Which of the lines below include the word "emitted"? Pull each one out.

########################################

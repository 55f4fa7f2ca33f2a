// SPDX-License-Identifier: Apache-2.0 OR MIT
// Copyright (c) 2025-2026 naskel.com

//! Module frames: metadata record, reassembly and statistics.
//!
//! A module frame is one detector module's tile of one acquisition, rebuilt
//! from `packets_per_frame` UDP packets. Each emitted frame carries a
//! [`FrameMeta`], stored in the metadata sub-region of the module's store slot.

mod reassembler;
mod stats;

pub use reassembler::{FrameReassembler, FrameState};
pub use stats::FrameStats;

use crate::{ImageId, ModuleId};

/// Bytes of an encoded [`FrameMeta`].
pub const FRAME_META_BYTES: usize = 64;

/// Per-frame metadata.
///
/// # Wire Format (little-endian, 64 bytes)
///
/// ```text
/// 0..8    image_id
/// 8..16   frame_key
/// 16..24  n_missing_packets
/// 24..28  n_packets_per_frame
/// 28..30  module_id
/// 30..32  bit_depth
/// 32..34  pos_y
/// 34..36  pos_x
/// 36..64  reserved (zero)
/// ```
#[derive(Debug, Clone, Copy, PartialEq, Eq, Default)]
pub struct FrameMeta {
    pub image_id: ImageId,
    pub frame_key: u64,
    pub n_missing_packets: u64,
    pub n_packets_per_frame: u32,
    pub module_id: ModuleId,
    pub bit_depth: u16,
    pub pos_y: u16,
    pub pos_x: u16,
}

impl FrameMeta {
    #[must_use]
    pub fn encode(&self) -> [u8; FRAME_META_BYTES] {
        let mut out = [0u8; FRAME_META_BYTES];
        out[0..8].copy_from_slice(&self.image_id.to_le_bytes());
        out[8..16].copy_from_slice(&self.frame_key.to_le_bytes());
        out[16..24].copy_from_slice(&self.n_missing_packets.to_le_bytes());
        out[24..28].copy_from_slice(&self.n_packets_per_frame.to_le_bytes());
        out[28..30].copy_from_slice(&self.module_id.to_le_bytes());
        out[30..32].copy_from_slice(&self.bit_depth.to_le_bytes());
        out[32..34].copy_from_slice(&self.pos_y.to_le_bytes());
        out[34..36].copy_from_slice(&self.pos_x.to_le_bytes());
        out
    }

    /// Decode from the start of `buf`. Returns `None` if it is too short.
    #[must_use]
    pub fn decode(buf: &[u8]) -> Option<Self> {
        let buf = buf.get(..FRAME_META_BYTES)?;
        let u64_at = |at: usize| u64::from_le_bytes(buf[at..at + 8].try_into().unwrap_or([0; 8]));
        let u32_at = |at: usize| u32::from_le_bytes(buf[at..at + 4].try_into().unwrap_or([0; 4]));
        let u16_at = |at: usize| u16::from_le_bytes([buf[at], buf[at + 1]]);

        Some(Self {
            image_id: u64_at(0),
            frame_key: u64_at(8),
            n_missing_packets: u64_at(16),
            n_packets_per_frame: u32_at(24),
            module_id: u16_at(28),
            bit_depth: u16_at(30),
            pos_y: u16_at(32),
            pos_x: u16_at(34),
        })
    }

    /// True if every packet of the frame arrived.
    #[inline]
    #[must_use]
    pub fn is_complete(&self) -> bool {
        self.n_missing_packets == 0
    }
}

/// One emitted frame: metadata plus the reassembled tile.
#[derive(Debug, Clone, Copy)]
pub struct FrameView<'a> {
    pub meta: FrameMeta,
    pub data: &'a [u8],
}

/// Receiver of emitted frames.
///
/// Called exactly once per frame, in emission order. The data borrow ends
/// when `emit` returns.
pub trait FrameSink {
    fn emit(&mut self, frame: FrameView<'_>);
}

impl<F> FrameSink for F
where
    F: FnMut(FrameView<'_>),
{
    fn emit(&mut self, frame: FrameView<'_>) {
        self(frame);
    }
}

#[cfg(test)]
mod tests {
    use super::*;

    #[test]
    fn test_meta_layout() {
        let meta = FrameMeta {
            image_id: 0x0102_0304_0506_0708,
            frame_key: 9,
            n_missing_packets: 3,
            n_packets_per_frame: 128,
            module_id: 7,
            bit_depth: 16,
            pos_y: 1,
            pos_x: 2,
        };
        let raw = meta.encode();
        assert_eq!(raw[0], 0x08);
        assert_eq!(raw[7], 0x01);
        assert_eq!(raw[24], 128);
        assert_eq!(raw[28], 7);
        assert!(raw[36..].iter().all(|&b| b == 0));
        assert_eq!(FrameMeta::decode(&raw), Some(meta));
    }

    #[test]
    fn test_decode_short_buffer() {
        assert_eq!(FrameMeta::decode(&[0u8; 63]), None);
        assert!(FrameMeta::decode(&[0u8; 100]).is_some());
    }
}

########################################

## Solved problem
//! from `packets_per_frame` UDP packets. Each emitted frame carries a
/// One emitted frame: metadata plus the reassembled tile.
/// Receiver of emitted frames.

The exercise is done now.